Review & Outlook

Our take on the investing, financial, & economic themes of the day

The Beauty Pageant where the Contestants Pick & Pay their Judges: Rating Agencies are Ripe for Disruption

This remarkable beauty pageant is also known as the bond market.  If a municipality or corporation wants to borrow by selling bonds, it needs to hire a ratings agency to evaluate the riskiness of its debt.  Since borrowers pick and pay their rating agency, there’s a massive conflict of interest for the agency between satisfying its client’s desire to borrow cheaply (and getting hired next time) and to evaluate its client’s finances rigorously.

Today Barron’s passes along a recent note by analysts at Janney Montgomery Scott (the former home of Sally Sulcove, a senior portfolio manager here at O’Brien Greene) who are “increasingly skeptical” of the accuracy of municipal debt ratings performed by Standard & Poors.  S&P, of course, is one of the troika of rating agencies that control the market, along with Moody’s and Fitch.  Janney believes that S&P has been inflating its ratings and investors may be unwittingly led to take excessive risks by simply taking S&P’s word for the health of a municipal bond issuer.

During the financial crisis the ratings agencies notoriously gave the highest credit ratings to mortgage-backed securities that turned out to be junk.  They haven’t really been punished by the market for proving themselves unreliable, however, because the federal government requires “investment-grade” bond issuers still to get ratings from one of the agencies.  This results in the worst of both worlds: there is a measure of competition among the several agencies to get more business by pleasing the issuers, but there is government support for the market that makes the existing agencies indispensable and shelters them from suffering the consequences of unreliable ratings.

The whole market seems ripe for disruption.  Ben wrote a few days ago about the mania surrounding the theory of disruption, which is deployed to justify wild stock market valuations in certain tech companies.  Nevertheless, it seems like big data does really offer the possibility for disrupting at least part of the ratings market.  A few days ago Paul Murphy wrote in FT Alphaville about an interesting start-up called Credit Benchmark:

Credit Benchmark, a London-based start-up, on Wednesday completed a $7m venture capital financing round, led by Index Ventures, to fund its initial expansion into the $6bn credit risk information market.

The thinking behind Credit Benchmark is beguilingly simple. All sizeable entities in financial markets — be they banks, brokers or whatever — assess each other for counterparty risk. They rate each other on a near constant basis. When it comes to the largest banks especially, this data represents a mine of extremely high quality credit risk information, put together by actual market participants, using assessment models validated by regulators.

So, why not collect all that information, make it anonymous and then aggregate it, producing dynamic consensus credit ratings on individual market participants?

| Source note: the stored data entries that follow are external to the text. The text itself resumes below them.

//! Configuration module for autograder.
//!
//! This module provides the grading configuration with:
//! - Type-safe per-category weights
//! - Validation of every numeric field before grading starts
//! - JSON (inline CI argument) and YAML (checked-in file) loading
//! - Config file discovery
//!
//! # Quick Start
//!
//! ```
//! use autograder::config::{GradingConfig, TestConfiguration};
//!
//! // Inline JSON, as passed to the CI step
//! let config = GradingConfig::from_json(
//!     r#"{"tests":{"maxScore":100,"passedImpact":1,"failureImpact":-5,"skippedImpact":-1}}"#,
//! ).unwrap();
//!
//! // Builder
//! let built = GradingConfig::builder()
//!     .tests(TestConfiguration {
//!         passed_impact: 1,
//!         ..TestConfiguration::default()
//!     })
//!     .build();
//!
//! assert_eq!(config, built);
//! ```
//!
//! # Configuration File
//!
//! Place a `.autograding.yaml` file in your project root or
//! `~/.config/autograder/`:
//!
//! ```yaml
//! analysis:
//!   maxScore: 100
//!   errorImpact: -10
//! tests:
//!   maxScore: 100
//!   failureImpact: -5
//! ```

pub mod file;
mod types;
mod validation;

pub use types::{
    AnalysisConfiguration, CategorySettings, CoverageConfiguration, GradingConfig,
    GradingConfigBuilder, GradingMode, MutationConfiguration, TestConfiguration,
};
pub use validation::{ConfigError, Validatable};

pub use file::{
    discover_config_file, generate_example_config, load_config_file, load_or_default,
    parse_config_str,
};

/// Generate a JSON Schema for the grading configuration format.
///
/// Editors can use it for validation and autocompletion of
/// `.autograding.json` / `.autograding.yaml` files.
#[must_use]
pub fn generate_json_schema() -> String {
    let schema = schemars::schema_for!(GradingConfig);
    serde_json::to_string_pretty(&schema).unwrap_or_default()
}
//! Config command handlers.

use crate::config::file::{CONFIG_FILE_NAMES, search_locations, to_yaml};
use crate::config::{Validatable, discover_config_file, generate_example_config, load_or_default};
use anyhow::{Context, Result, bail};
use std::fmt::Write as _;
use std::path::{Path, PathBuf};

/// Render the effective configuration as YAML, headed by its source.
pub fn config_show(explicit: Option<&Path>) -> Result<String> {
    let (config, loaded_from) = load_or_default(explicit)?;
    let mut out = String::new();
    match &loaded_from {
        Some(path) => writeln!(out, "# Loaded from: {}", path.display())?,
        None => writeln!(out, "# No config file found; every category is skipped")?,
    }
    for error in config.validate() {
        writeln!(out, "# Invalid: {error}")?;
    }
    out.push_str(&to_yaml(&config));
    Ok(out)
}

/// Describe the search locations and the config file that would be used.
pub fn config_path(explicit: Option<&Path>) -> Result<String> {
    let mut out = String::new();
    writeln!(out, "Config file search paths (in order):")?;
    if let Some(path) = explicit {
        writeln!(out, "  {} (explicit)", path.display())?;
    }
    for location in search_locations() {
        writeln!(out, "  {}", location.display())?;
    }
    writeln!(out)?;
    writeln!(out, "Recognized file names:")?;
    for name in CONFIG_FILE_NAMES {
        writeln!(out, "  {name}")?;
    }
    writeln!(out)?;
    match discover_config_file(explicit) {
        Some(path) => writeln!(out, "Active config file: {}", path.display())?,
        None => writeln!(out, "No config file found.")?,
    }
    Ok(out)
}

/// Write an example `.autograding.yaml` into `dir`, refusing to overwrite.
pub fn config_init(dir: &Path) -> Result<PathBuf> {
    let target = dir.join(".autograding.yaml");
    if target.exists() {
        bail!(
            "{} already exists. Remove it first to re-initialize.",
            target.display()
        );
    }
    std::fs::write(&target, generate_example_config())
        .with_context(|| format!("failed to write {}", target.display()))?;
    Ok(target)
}

#[cfg(test)]
mod tests {
    use super::*;
    use tempfile::TempDir;

    #[test]
    fn test_init_then_show() {
        let tmp = TempDir::new().unwrap();
        let path = config_init(tmp.path()).unwrap();
        assert!(path.ends_with(".autograding.yaml"));

        let shown = config_show(Some(&path)).unwrap();
        assert!(shown.starts_with("# Loaded from: "));
        assert!(shown.contains("errorImpact: -10"));
        assert!(!shown.contains("# Invalid"));
    }

    #[test]
    fn test_init_refuses_overwrite() {
        let tmp = TempDir::new().unwrap();
        config_init(tmp.path()).unwrap();
        let err = config_init(tmp.path()).unwrap_err();
        assert!(err.to_string().contains("already exists"));
    }

    #[test]
    fn test_show_flags_invalid_values() {
        let tmp = TempDir::new().unwrap();
        let path = tmp.path().join("grading.json");
        std::fs::write(&path, r#"{"coverage": {"maxScore": -1}}"#).unwrap();

        let shown = config_show(Some(&path)).unwrap();
        assert!(shown.contains("# Invalid: coverage.maxScore"));
    }

    #[test]
    fn test_path_lists_explicit_file() {
        let tmp = TempDir::new().unwrap();
        let path = config_init(tmp.path()).unwrap();
        let out = config_path(Some(&path)).unwrap();
        assert!(out.contains("(explicit)"));
        assert!(out.contains(".autograding.json"));
        assert!(out.contains(&format!("Active config file: {}", path.display())));
    }
}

Credit Benchmark has already signed up 12 “global” (but unnamed) banks to share information and has completed a so-called proof of concept, according to chief executive Elly Hardwick, who joined the venture from Thomson Reuters. The founders are Mark Faulkner and Donal Smith — the guys behind Data Explorers, which (now part of information group Markit) has used the same data sharing approach to monitor stock borrowing.

The firm will now be producing ratings on everything from sovereigns to emerging market corporates. Aggregated data sets will be available publicly, with deeper information restricted to the contributor banks.

Hardwick reckons they can move into new asset classes, geographies, types of institution, and so on, very quickly since it is simply a matter of having the technical infrastructure in place to tap information that already exists inside the banks.

Are Moody’s et al miffed? Apparently not (yet). Hardwick says they’ve been having discussions about displaying traditional ratings information alongside the newly-liberated counterparty info.

It’s not clear that the Credit Benchmark concept will really work, or if it does, how broadly applicable it will be across credit markets.  It’s intriguing nonetheless, and it looks to be an example of our economic system producing a solution to a problem that is in large part self-created.